Design for fun at the Museum of Art Pudong

Wang Jie
Featuring nearly 100 design pieces, the exhibition is unveiled through 13 thematic sections, including "Fragile but Eternal" and "Daily Rituals."
Wang Jie
Design for fun at the Museum of Art Pudong

A view of some of the exhibits at the "Design for Fun" exhibition at Museum of Art Pudong in Shanghai.

"Design for Fun," currently underway at the Museum of Art Pudong in Shanghai, brings back the exuberance of Italian designs created over the last 70 years.

Featuring nearly 100 design pieces, the exhibition, rather than based on a timeline, is unveiled through 13 thematic sections, including "The Joyful Tragedy of Living," "Fragile but Eternal," "Trapping Light in Color" and "Daily Rituals."
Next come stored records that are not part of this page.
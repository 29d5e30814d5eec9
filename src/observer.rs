//! Active-section tracking.
//!
//! Watches the named page sections and decides which one the navigation
//! should highlight: a section becomes active when at least half of it is
//! inside the viewport. The visibility watch itself is injected through
//! [`VisibilitySource`] so the selection logic runs the same against the
//! terminal viewport, a browser, or a scripted test source.

use std::collections::BTreeSet;

/// Fraction of a section that must be inside the viewport for the section
/// to become active.
pub const ACTIVE_THRESHOLD: f64 = 0.5;

// ---------------------------------------------------------------------------
// Sections
// ---------------------------------------------------------------------------

/// Identifier of a page section.
///
/// The set is fixed for the lifetime of the page; the navigation bar, the
/// rendered regions, and the in-page anchors all enumerate it in this order.
#[derive(Debug, Clone, Copy, PartialEq, Eq, PartialOrd, Ord, Hash)]
pub enum SectionId {
    Home,
    About,
    Projects,
    Teaching,
    Contact,
}

impl SectionId {
    /// All sections in document order.
    pub const ALL: [SectionId; 5] = [
        SectionId::Home,
        SectionId::About,
        SectionId::Projects,
        SectionId::Teaching,
        SectionId::Contact,
    ];

    /// The in-page anchor for this section (without the `#`).
    pub fn anchor(self) -> &'static str {
        match self {
            SectionId::Home => "home",
            SectionId::About => "about",
            SectionId::Projects => "projects",
            SectionId::Teaching => "teaching",
            SectionId::Contact => "contact",
        }
    }

    /// Display label used by the navigation bar.
    pub fn label(self) -> &'static str {
        match self {
            SectionId::Home => "Home",
            SectionId::About => "About",
            SectionId::Projects => "Projects",
            SectionId::Teaching => "Teaching",
            SectionId::Contact => "Contact",
        }
    }

    /// Resolve an anchor string back to its section.
    pub fn from_anchor(anchor: &str) -> Option<SectionId> {
        SectionId::ALL.into_iter().find(|s| s.anchor() == anchor)
    }
}

// ---------------------------------------------------------------------------
// Navigation state
// ---------------------------------------------------------------------------

/// The two UI flags the page renders from.
///
/// Owned by the top-level view for the page's whole lifetime and mutated
/// only through the methods below, all from a single event-reaction thread.
#[derive(Debug, Clone, Copy, PartialEq, Eq)]
pub struct NavState {
    active_section: SectionId,
    menu_open: bool,
}

impl NavState {
    pub fn new() -> Self {
        Self {
            active_section: SectionId::Home,
            menu_open: false,
        }
    }

    /// The section the navigation currently highlights.
    pub fn active_section(&self) -> SectionId {
        self.active_section
    }

    /// Whether the compact navigation menu is open.
    pub fn menu_open(&self) -> bool {
        self.menu_open
    }

    /// Unconditionally replace the active section.
    ///
    /// No validation path: callers only hand in values of the enumerated set.
    pub fn set_active_section(&mut self, id: SectionId) {
        self.active_section = id;
    }

    /// Flip the menu open/closed.
    pub fn toggle_menu(&mut self) {
        self.menu_open = !self.menu_open;
    }

    /// Close the menu. Invoked whenever a navigation link is activated, so
    /// navigating away also dismisses the menu.
    pub fn close_menu(&mut self) {
        self.menu_open = false;
    }
}

impl Default for NavState {
    fn default() -> Self {
        Self::new()
    }
}

// ---------------------------------------------------------------------------
// Visibility events
// ---------------------------------------------------------------------------

/// One threshold-crossing report for a watched section.
#[derive(Debug, Clone, Copy, PartialEq, Eq)]
pub struct VisibilityEvent {
    pub section: SectionId,
    /// True when the section's intersection ratio is at or above the watch
    /// threshold.
    pub is_intersecting: bool,
}

/// A watcher that, for a set of regions registered elsewhere, yields batches
/// of threshold-crossing events in report order.
///
/// [`crate::viewport::ViewportWatch`] implements this against the terminal
/// scroll window; tests supply scripted batches.
pub trait VisibilitySource {
    /// Drain the next batch of visibility changes. An empty batch means
    /// nothing crossed the threshold since the last poll.
    fn poll(&mut self) -> Vec<VisibilityEvent>;
}

// ---------------------------------------------------------------------------
// Observer
// ---------------------------------------------------------------------------

/// Tracks which watched sections may update the navigation highlight.
///
/// Attached exactly once when the page is first displayed; all watches are
/// released on [`SectionObserver::disconnect`], which also runs on drop so
/// teardown happens on every exit path.
pub struct SectionObserver {
    watched: BTreeSet<SectionId>,
}

impl SectionObserver {
    /// Register the given regions for watching.
    pub fn attach(regions: &[SectionId]) -> Self {
        Self {
            watched: regions.iter().copied().collect(),
        }
    }

    /// Number of regions still being watched.
    pub fn watched_regions(&self) -> usize {
        self.watched.len()
    }

    /// Stop watching a single region.
    ///
    /// A region disappearing before teardown is not a failure; the observer
    /// simply stops reporting for it.
    pub fn unobserve(&mut self, id: SectionId) {
        self.watched.remove(&id);
    }

    /// Release every watch. After this, [`SectionObserver::pump`] no longer
    /// polls the source, so no event can reach the navigation state.
    pub fn disconnect(&mut self) {
        self.watched.clear();
    }

    /// Drain one batch from the source and apply it to `nav`.
    ///
    /// Every intersecting event for a still-watched region overwrites the
    /// active section, so when several sections qualify in the same batch
    /// the last-reported one wins. That tie-break reproduces the page's
    /// observed behavior and is relied on by the navigation highlight.
    pub fn pump<S: VisibilitySource>(&self, nav: &mut NavState, source: &mut S) {
        if self.watched.is_empty() {
            return;
        }
        for event in source.poll() {
            if event.is_intersecting && self.watched.contains(&event.section) {
                nav.set_active_section(event.section);
            }
        }
    }
}

impl Drop for SectionObserver {
    fn drop(&mut self) {
        self.disconnect();
    }
}

// ---------------------------------------------------------------------------
// Tests
// ---------------------------------------------------------------------------

#[cfg(test)]
mod tests {
    use super::*;

    /// Scripted event source: pops one pre-built batch per poll and counts
    /// how often it was polled.
    struct Scripted {
        batches: Vec<Vec<VisibilityEvent>>,
        polls: usize,
    }

    impl Scripted {
        fn new(batches: Vec<Vec<VisibilityEvent>>) -> Self {
            Self { batches, polls: 0 }
        }
    }

    impl VisibilitySource for Scripted {
        fn poll(&mut self) -> Vec<VisibilityEvent> {
            self.polls += 1;
            if self.batches.is_empty() {
                Vec::new()
            } else {
                self.batches.remove(0)
            }
        }
    }

    fn intersecting(section: SectionId) -> VisibilityEvent {
        VisibilityEvent {
            section,
            is_intersecting: true,
        }
    }

    fn leaving(section: SectionId) -> VisibilityEvent {
        VisibilityEvent {
            section,
            is_intersecting: false,
        }
    }

    // --- NavState ---

    #[test]
    fn initial_state_is_home_with_menu_closed() {
        let nav = NavState::new();
        assert_eq!(nav.active_section(), SectionId::Home);
        assert!(!nav.menu_open());
    }

    #[test]
    fn set_active_section_overwrites_unconditionally() {
        let mut nav = NavState::new();
        nav.set_active_section(SectionId::Projects);
        assert_eq!(nav.active_section(), SectionId::Projects);
        nav.set_active_section(SectionId::Projects);
        assert_eq!(nav.active_section(), SectionId::Projects);
        nav.set_active_section(SectionId::Home);
        assert_eq!(nav.active_section(), SectionId::Home);
    }

    #[test]
    fn toggle_menu_twice_is_identity() {
        let mut nav = NavState::new();
        nav.toggle_menu();
        assert!(nav.menu_open());
        nav.toggle_menu();
        assert!(!nav.menu_open());

        // Same involution from the open state.
        nav.toggle_menu();
        nav.toggle_menu();
        nav.toggle_menu();
        assert!(nav.menu_open());
    }

    #[test]
    fn activating_a_link_closes_the_menu() {
        // Navigating from the open menu must dismiss it, whichever link
        // was activated.
        for target in SectionId::ALL {
            let mut nav = NavState::new();
            nav.toggle_menu();
            assert!(nav.menu_open());

            nav.set_active_section(target);
            nav.close_menu();
            assert!(!nav.menu_open(), "menu still open after {target:?}");
        }
    }

    #[test]
    fn close_menu_is_idempotent() {
        let mut nav = NavState::new();
        nav.close_menu();
        assert!(!nav.menu_open());
    }

    // --- SectionId ---

    #[test]
    fn anchors_round_trip() {
        for section in SectionId::ALL {
            assert_eq!(SectionId::from_anchor(section.anchor()), Some(section));
        }
        assert_eq!(SectionId::from_anchor("résumé"), None);
        assert_eq!(SectionId::from_anchor(""), None);
    }

    #[test]
    fn anchors_are_unique() {
        let mut anchors: Vec<&str> = SectionId::ALL.iter().map(|s| s.anchor()).collect();
        anchors.sort_unstable();
        anchors.dedup();
        assert_eq!(anchors.len(), SectionId::ALL.len());
    }

    // --- SectionObserver ---

    #[test]
    fn qualifying_event_activates_the_section() {
        let observer = SectionObserver::attach(&SectionId::ALL);
        let mut nav = NavState::new();
        let mut source = Scripted::new(vec![vec![intersecting(SectionId::Projects)]]);

        observer.pump(&mut nav, &mut source);
        assert_eq!(nav.active_section(), SectionId::Projects);
    }

    #[test]
    fn qualifying_event_wins_regardless_of_prior_value() {
        let observer = SectionObserver::attach(&SectionId::ALL);
        let mut nav = NavState::new();
        nav.set_active_section(SectionId::Contact);

        let mut source = Scripted::new(vec![vec![intersecting(SectionId::Projects)]]);
        observer.pump(&mut nav, &mut source);
        assert_eq!(nav.active_section(), SectionId::Projects);
    }

    #[test]
    fn later_entry_in_a_batch_wins() {
        let observer = SectionObserver::attach(&SectionId::ALL);
        let mut nav = NavState::new();
        let mut source = Scripted::new(vec![vec![
            intersecting(SectionId::About),
            intersecting(SectionId::Contact),
        ]]);

        observer.pump(&mut nav, &mut source);
        assert_eq!(nav.active_section(), SectionId::Contact);
    }

    #[test]
    fn non_intersecting_events_are_ignored() {
        let observer = SectionObserver::attach(&SectionId::ALL);
        let mut nav = NavState::new();
        let mut source = Scripted::new(vec![vec![
            intersecting(SectionId::About),
            leaving(SectionId::Contact),
        ]]);

        observer.pump(&mut nav, &mut source);
        // The leaving Contact entry must not steal the highlight.
        assert_eq!(nav.active_section(), SectionId::About);
    }

    #[test]
    fn unobserved_region_stops_reporting() {
        let mut observer = SectionObserver::attach(&SectionId::ALL);
        observer.unobserve(SectionId::Teaching);
        assert_eq!(observer.watched_regions(), SectionId::ALL.len() - 1);

        let mut nav = NavState::new();
        let mut source = Scripted::new(vec![vec![intersecting(SectionId::Teaching)]]);
        observer.pump(&mut nav, &mut source);
        assert_eq!(nav.active_section(), SectionId::Home);
    }

    #[test]
    fn disconnect_releases_every_watch() {
        let mut observer = SectionObserver::attach(&SectionId::ALL);
        assert_eq!(observer.watched_regions(), 5);
        observer.disconnect();
        assert_eq!(observer.watched_regions(), 0);
    }

    #[test]
    fn no_event_fires_after_teardown() {
        let mut observer = SectionObserver::attach(&SectionId::ALL);
        let mut nav = NavState::new();
        observer.disconnect();

        // Synthetically dispatched qualifying batch after teardown: the
        // source must not even be polled, and the state must not move.
        let mut source = Scripted::new(vec![vec![intersecting(SectionId::Contact)]]);
        observer.pump(&mut nav, &mut source);
        assert_eq!(source.polls, 0);
        assert_eq!(nav.active_section(), SectionId::Home);
    }

    #[test]
    fn successive_batches_track_the_scroll() {
        let observer = SectionObserver::attach(&SectionId::ALL);
        let mut nav = NavState::new();
        let mut source = Scripted::new(vec![
            vec![intersecting(SectionId::Home)],
            vec![leaving(SectionId::Home), intersecting(SectionId::About)],
            vec![],
            vec![leaving(SectionId::About), intersecting(SectionId::Projects)],
        ]);

        observer.pump(&mut nav, &mut source);
        assert_eq!(nav.active_section(), SectionId::Home);
        observer.pump(&mut nav, &mut source);
        assert_eq!(nav.active_section(), SectionId::About);
        // Empty batch: nothing crossed, the highlight holds.
        observer.pump(&mut nav, &mut source);
        assert_eq!(nav.active_section(), SectionId::About);
        observer.pump(&mut nav, &mut source);
        assert_eq!(nav.active_section(), SectionId::Projects);
    }
}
Stepping into the exhibition hall, visitors encounter "The Joyful Tragedy of Living" section.

In the 1980s, Ettore Sottsass, Alessandro Mendini and a group of Italian designers, seeking new challenges, departed from any optimistic and positive outlook regarding future progress when faced with a future of uncertainties. So the items in this section are filled with exaggeration, rebellion and prank. The designers recreated their works in a bizarre way, based on classical architecture and furniture.

Design for fun at the Museum of Art Pudong

"The Soft Shape" shows how happy "a couch potato" can be through a group of differently shaped sofas.

"To See, To Be Seen" section displays a cluster of lamps in various creative designs. For Italian designs, perhaps light is not just a necessary premise for vision, it is also a point of energy that overcomes darkness, or a signal that detaches itself from the darkness. Here, lamps are not only used to illuminate, but are also luminous objects that inhabit a specific landscape.

Frankly speaking, the exhibition demands a careful inspection to find its beauty and meaning, sometimes the items are placed above one's head, such as in the "Trapping Light in Color" section.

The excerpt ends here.